Retail stores and factories are being cloned for the virtual world, to promote familiarity and efficiency.

“In the future, every single factory and every single building will have a digital twin that will simulate and track the physical version of it,” Jensen Huang, CEO of Nvidia, told Time in April 2021. Huang’s vision of the metaverse is “ultimately about the fusion of the virtual and the physical worlds.” Currently, Nvidia and BMW are partnering on a digital twin of the carmaker’s factory in Regensburg, Germany, allowing the teams to virtually plan and play out new workflow logistics before implementing these changes at BMW’s physical facility.
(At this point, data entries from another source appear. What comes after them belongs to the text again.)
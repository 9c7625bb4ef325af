use crate::config::ConfigError;
use crate::gif::GifError;
use crate::state::StateError;
use crate::sticker::ModelError;
use crate::upload::UploadError;
use thiserror::Error;

pub type EditorResult<T> = std::result::Result<T, EditorError>;

#[derive(Debug, Error)]
pub enum EditorError {
    #[error(transparent)]
    State(#[from] StateError),
    #[error(transparent)]
    Model(#[from] ModelError),
    #[error(transparent)]
    Upload(#[from] UploadError),
    #[error(transparent)]
    Gif(#[from] GifError),
    #[error(transparent)]
    Config(#[from] ConfigError),
}
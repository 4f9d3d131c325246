use crate::model::Ms;

// ── Snapshot ingestion ───────────────────────────────────────────

/// Max resources accepted in one snapshot.
pub const MAX_SNAPSHOT_RESOURCES: usize = 10_000;

/// Max appointments accepted in one snapshot.
pub const MAX_SNAPSHOT_APPOINTMENTS: usize = 500_000;

/// Max providers accepted in one snapshot.
pub const MAX_SNAPSHOT_PROVIDERS: usize = 10_000;

// ── Slot grid ────────────────────────────────────────────────────

/// Shortest slot a utilization grid may use (1 minute).
pub const MIN_SLOT_MS: Ms = 60_000;

/// Max slots in one grid (a week of 1-minute slots).
pub const MAX_GRID_SLOTS: usize = 7 * 24 * 60;

// ── Registry ─────────────────────────────────────────────────────

/// Max clinic boards held by one registry.
pub const MAX_CLINICS: usize = 1_000;

/// Max clinic name length in bytes.
pub const MAX_CLINIC_NAME_LEN: usize = 128;
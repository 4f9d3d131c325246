use std::path::PathBuf;
use std::time::Duration;

use crate::model::Ms;
use crate::occupancy::{UtilizationConfig, UtilizationFormula, WorkDay};

const MINUTE: Ms = 60_000;

#[derive(Debug, PartialEq, Eq)]
pub enum ConfigError {
    Missing(&'static str),
    Invalid { var: &'static str, value: String },
}

impl std::fmt::Display for ConfigError {
    fn fmt(&self, f: &mut std::fmt::Formatter<'_>) -> std::fmt::Result {
        match self {
            ConfigError::Missing(var) => write!(f, "{var} must be set"),
            ConfigError::Invalid { var, value } => write!(f, "invalid value for {var}: {value:?}"),
        }
    }
}

impl std::error::Error for ConfigError {}

/// Settings for the `chairside` binary, read from `CHAIRSIDE_*` variables.
#[derive(Debug, Clone, PartialEq)]
pub struct Config {
    pub snapshot_path: PathBuf,
    pub clinic: String,
    /// Fixed evaluation instant. Wall clock when unset.
    pub at: Option<Ms>,
    /// Re-read the snapshot file on this interval. One-shot when unset.
    pub refresh: Option<Duration>,
    pub utilization: UtilizationConfig,
    pub work_day: WorkDay,
    pub metrics_port: Option<u16>,
}

impl Config {
    pub fn from_env() -> Result<Self, ConfigError> {
        Self::from_lookup(|var| std::env::var(var).ok())
    }

    pub fn from_lookup(lookup: impl Fn(&str) -> Option<String>) -> Result<Self, ConfigError> {
        let snapshot_path = lookup("CHAIRSIDE_SNAPSHOT")
            .map(PathBuf::from)
            .ok_or(ConfigError::Missing("CHAIRSIDE_SNAPSHOT"))?;
        let clinic = lookup("CHAIRSIDE_CLINIC").unwrap_or_else(|| "default".into());
        let at: Option<Ms> = parse_opt(&lookup, "CHAIRSIDE_AT")?;
        let refresh = parse_opt::<u64>(&lookup, "CHAIRSIDE_REFRESH_SECS")?
            .filter(|&secs| secs > 0)
            .map(Duration::from_secs);

        let slot_ms = minutes_opt(&lookup, "CHAIRSIDE_SLOT_MINUTES")?.unwrap_or(15 * MINUTE);
        let formula: UtilizationFormula =
            parse_opt(&lookup, "CHAIRSIDE_UTILIZATION_FORMULA")?.unwrap_or_default();
        let clamp: bool = parse_opt(&lookup, "CHAIRSIDE_CLAMP_UTILIZATION")?.unwrap_or(true);

        let open_offset_ms = minutes_opt(&lookup, "CHAIRSIDE_DAY_OPEN_MINUTES")?.unwrap_or(8 * 60 * MINUTE);
        let length_ms = minutes_opt(&lookup, "CHAIRSIDE_DAY_LENGTH_MINUTES")?.unwrap_or(8 * 60 * MINUTE);

        let metrics_port: Option<u16> = parse_opt(&lookup, "CHAIRSIDE_METRICS_PORT")?;

        Ok(Self {
            snapshot_path,
            clinic,
            at,
            refresh,
            utilization: UtilizationConfig {
                slot_ms,
                formula,
                clamp,
            },
            work_day: WorkDay {
                open_offset_ms,
                length_ms,
            },
            metrics_port,
        })
    }
}

fn parse_opt<T: std::str::FromStr>(
    lookup: &impl Fn(&str) -> Option<String>,
    var: &'static str,
) -> Result<Option<T>, ConfigError> {
    match lookup(var) {
        None => Ok(None),
        Some(value) => value
            .trim()
            .parse()
            .map(Some)
            .map_err(|_| ConfigError::Invalid { var, value }),
    }
}

/// A minute count converted to `Ms`; counts that do not fit are invalid.
fn minutes_opt(lookup: &impl Fn(&str) -> Option<String>, var: &'static str) -> Result<Option<Ms>, ConfigError> {
    let Some(minutes) = parse_opt::<Ms>(lookup, var)? else {
        return Ok(None);
    };
    minutes.checked_mul(MINUTE).map(Some).ok_or_else(|| ConfigError::Invalid {
        var,
        value: minutes.to_string(),
    })
}
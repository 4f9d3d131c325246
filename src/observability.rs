use std::net::SocketAddr;

use metrics_exporter_prometheus::BuildError;

/// Histogram: seconds spent recomputing one board. Labels: clinic.
pub const BOARD_RECOMPUTE_SECONDS: &str = "chairside_board_recompute_seconds";

/// Counter: snapshots swapped into a board. Labels: clinic.
pub const SNAPSHOTS_APPLIED_TOTAL: &str = "chairside_snapshots_applied_total";

/// Gauge: resources per occupancy status at the last recompute. Labels: clinic, status.
pub const RESOURCES_BY_STATUS: &str = "chairside_resources_by_status";

/// Gauge: overlapping appointment pairs in the current snapshot. Labels: clinic.
pub const DOUBLE_BOOKINGS: &str = "chairside_double_bookings";

/// Gauge: number of clinic boards held by the registry.
pub const CLINICS_ACTIVE: &str = "chairside_clinics_active";

/// Counter: snapshot reloads that failed validation or I/O.
pub const SNAPSHOT_ERRORS_TOTAL: &str = "chairside_snapshot_errors_total";

/// Install Prometheus metrics exporter on the given port. No-op if port is None.
pub fn init(port: Option<u16>) -> Result<(), BuildError> {
    let Some(port) = port else { return Ok(()) };
    let addr: SocketAddr = ([0, 0, 0, 0], port).into();
    metrics_exporter_prometheus::PrometheusBuilder::new()
        .with_http_listener(addr)
        .install()?;
    tracing::info!("metrics endpoint: http://0.0.0.0:{port}/metrics");
    Ok(())
}
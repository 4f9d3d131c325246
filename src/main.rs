use std::path::Path;

use tracing::info;

use chairside::board::{Board, BoardConfig};
use chairside::config::Config;
use chairside::model::Ms;
use chairside::occupancy::now_ms;
use chairside::registry::ClinicRegistry;
use chairside::snapshot::Snapshot;

#[tokio::main]
async fn main() -> Result<(), Box<dyn std::error::Error>> {
    tracing_subscriber::fmt::init();

    let config = Config::from_env()?;
    chairside::observability::init(config.metrics_port)?;

    let board_config = BoardConfig::new(config.utilization, config.work_day)?;
    let registry = ClinicRegistry::new(board_config);
    let board = registry.get_or_create(&config.clinic)?;

    info!("chairside board for clinic {}", board.clinic());
    info!("  snapshot: {}", config.snapshot_path.display());
    info!(
        "  slot: {} min, formula: {:?}, clamp: {}",
        config.utilization.slot_ms / 60_000,
        config.utilization.formula,
        config.utilization.clamp
    );
    info!("  refresh: {}", config.refresh.map_or("once".to_string(), |d| format!("every {}s", d.as_secs())));

    let Some(period) = config.refresh else {
        refresh(&board, &config.snapshot_path, config.at).await?;
        return Ok(());
    };

    // Polling mode: keep the last good snapshot when a reload fails.
    let shutdown = tokio::signal::ctrl_c();
    tokio::pin!(shutdown);
    let mut ticker = tokio::time::interval(period);
    loop {
        tokio::select! {
            _ = ticker.tick() => {
                if let Err(e) = refresh(&board, &config.snapshot_path, config.at).await {
                    metrics::counter!(chairside::observability::SNAPSHOT_ERRORS_TOTAL).increment(1);
                    tracing::error!("snapshot reload failed: {e}");
                }
            }
            _ = &mut shutdown => {
                info!("shutdown signal received");
                break;
            }
        }
    }

    info!("chairside stopped");
    Ok(())
}

/// Load the snapshot file, swap it into the board, and print the result as JSON.
async fn refresh(board: &Board, path: &Path, at: Option<Ms>) -> Result<(), Box<dyn std::error::Error>> {
    let json = tokio::fs::read_to_string(path).await?;
    let snapshot = Snapshot::from_json(&json)?;
    let update = board.replace_snapshot(snapshot, at.unwrap_or_else(now_ms)).await;
    println!("{}", serde_json::to_string(&update)?);
    Ok(())
}
use dirs::home_dir;
use std::{
    env, fs,
    path::{Path, PathBuf},
};

const DEFAULT_DIR_NAME: &str = ".subtrack";
const STORE_FILE: &str = "store.json";
const SETTINGS_FILE: &str = "settings.json";

/// Environment variable that overrides the application data directory.
pub const HOME_ENV: &str = "SUBTRACK_HOME";

/// Returns the application data directory, defaulting to `~/.subtrack`.
pub fn app_data_dir() -> PathBuf {
    if let Some(custom) = env::var_os(HOME_ENV) {
        return PathBuf::from(custom);
    }
    home_dir()
        .unwrap_or_else(|| PathBuf::from("."))
        .join(DEFAULT_DIR_NAME)
}

/// Key-value store file inside `base`.
pub fn store_file_in(base: &Path) -> PathBuf {
    base.join(STORE_FILE)
}

/// Settings file inside `base`.
pub fn settings_file_in(base: &Path) -> PathBuf {
    base.join(SETTINGS_FILE)
}

pub fn ensure_dir(path: &Path) -> std::io::Result<()> {
    if !path.exists() {
        fs::create_dir_all(path)?;
    }
    Ok(())
}

/// Staging path used for atomic writes: `store.json` becomes `store.json.tmp`.
pub fn tmp_path(path: &Path) -> PathBuf {
    let mut tmp = path.to_path_buf();
    let ext = match path.extension().and_then(|ext| ext.to_str()) {
        Some(existing) => format!("{existing}.tmp"),
        None => "tmp".to_string(),
    };
    tmp.set_extension(ext);
    tmp
}

/// Writes `data` next to `path` and renames it into place.
pub fn write_atomic(path: &Path, data: &str) -> std::io::Result<()> {
    if let Some(parent) = path.parent() {
        if !parent.as_os_str().is_empty() {
            ensure_dir(parent)?;
        }
    }
    let tmp = tmp_path(path);
    fs::write(&tmp, data)?;
    fs::rename(&tmp, path)?;
    Ok(())
}
use thiserror::Error;

/// Error type that captures tracker, storage and exchange failures.
///
/// Malformed dates and prices never surface here; the billing engine clamps them
/// instead so a single bad record cannot block the rest of a collection.
#[derive(Debug, Error)]
pub enum TrackerError {
    #[error("IO error: {0}")]
    Io(#[from] std::io::Error),
    #[error("Serialization error: {0}")]
    Serde(#[from] serde_json::Error),
    #[error("Import rejected: {0}")]
    ImportRejected(String),
    #[error("Subscription not found: {0}")]
    NotFound(String),
    #[error("Invalid input: {0}")]
    InvalidInput(String),
    #[error("Storage error: {0}")]
    Storage(String),
}

pub type Result<T> = std::result::Result<T, TrackerError>;
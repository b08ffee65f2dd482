use std::env;
use std::process::Command;

fn main() {
    println!("cargo:rerun-if-changed=build.rs");
    println!("cargo:rerun-if-changed=.git/HEAD");
    println!("cargo:rerun-if-changed=.git/refs");

    let hash = run("git", &["rev-parse", "--short", "HEAD"]).filter(|value| !value.is_empty());
    let commit = match (hash, run("git", &["status", "--porcelain"])) {
        (Some(hash), Some(changes)) if !changes.is_empty() => format!("{hash}-dirty"),
        (Some(hash), _) => hash,
        (None, _) => "unknown".to_string(),
    };
    emit("SUBTRACK_COMMIT", &commit);
    emit(
        "SUBTRACK_BUILT_AT",
        &chrono::Utc::now().to_rfc3339_opts(chrono::SecondsFormat::Secs, true),
    );
    for (key, var) in [("SUBTRACK_TARGET", "TARGET"), ("SUBTRACK_PROFILE", "PROFILE")] {
        emit(key, &env::var(var).unwrap_or_else(|_| "unknown".to_string()));
    }
}

fn emit(key: &str, value: &str) {
    println!("cargo:rustc-env={key}={value}");
}

/// Runs a tool and returns its trimmed stdout, or `None` when it is missing or fails.
fn run(program: &str, args: &[&str]) -> Option<String> {
    let output = Command::new(program).args(args).output().ok()?;
    if !output.status.success() {
        return None;
    }
    String::from_utf8(output.stdout)
        .ok()
        .map(|text| text.trim().to_string())
}
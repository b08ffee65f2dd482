use chrono::{DateTime, Local, NaiveDate, NaiveDateTime, Utc};

/// Clock abstracts access to the current local time so services remain deterministic in tests.
///
/// Billing works on a single local calendar, so the clock hands out naive local values.
pub trait Clock: Send + Sync {
    /// Returns the current local date and time.
    fn now(&self) -> NaiveDateTime;

    /// Returns the current UTC instant, used for generation stamps.
    fn timestamp(&self) -> DateTime<Utc>;

    /// Returns the current local date. Defaults to `now().date()`.
    fn today(&self) -> NaiveDate {
        self.now().date()
    }
}

/// Reads the operating system clock in the local timezone.
#[derive(Debug, Default, Clone, Copy)]
pub struct SystemClock;

impl Clock for SystemClock {
    fn now(&self) -> NaiveDateTime {
        Local::now().naive_local()
    }

    fn timestamp(&self) -> DateTime<Utc> {
        Utc::now()
    }
}

/// A clock frozen at a fixed instant. The instant doubles as its UTC timestamp.
#[derive(Debug, Clone, Copy)]
pub struct FixedClock(pub NaiveDateTime);

impl FixedClock {
    /// Clock frozen at midnight of `date`.
    pub fn at_date(date: NaiveDate) -> Self {
        Self(date.and_time(chrono::NaiveTime::MIN))
    }
}

impl Clock for FixedClock {
    fn now(&self) -> NaiveDateTime {
        self.0
    }

    fn timestamp(&self) -> DateTime<Utc> {
        self.0.and_utc()
    }
}
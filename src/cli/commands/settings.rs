use crate::cli::context::{CommandResult, ShellContext};
use crate::cli::output;
use crate::cli::registry::CommandEntry;
use crate::config::Currency;

use super::args::invalid;

pub(crate) fn definitions() -> Vec<CommandEntry> {
    vec![CommandEntry::new(
        "currency",
        "Show or change the display currency",
        "currency [€|$|£|¥|CHF]",
        cmd_currency,
    )]
}

fn cmd_currency(context: &mut ShellContext, args: &[&str]) -> CommandResult {
    let [raw] = args else {
        let options: Vec<&str> = Currency::ALL.iter().map(|c| c.symbol()).collect();
        output::info(format!(
            "Currency: {} (options: {})",
            context.currency(),
            options.join(" ")
        ));
        return Ok(());
    };
    let currency: Currency = raw
        .parse()
        .map_err(|_| invalid(format!("unsupported currency `{raw}`")))?;
    context.settings.currency = currency;
    context.persist_settings()?;
    output::success(format!("Currency set to {currency}"));
    Ok(())
}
Retailers are also opening digital twins of existing stores to promote familiarity and more natural navigation for shoppers. In March 2021, Burberry launched a digital replica of its flagship store in Ginza, Tokyo. And Coach collaborated with virtual store developer Obsess to clone its New York Fifth Avenue flagship store. “The digital showroom enables wholesale buyers to experience our new collections each season without having to fly in to see products in person, reducing the carbon footprint of our business and speeding the buying process,” explains Giovanni Zaccariello, senior vice president of global visual experience at Coach.

Why it’s interesting: Digital twin stores are innovating the retail sector, with the promise to solve logistical issues for the real-world and replicate the in-person shopping experience.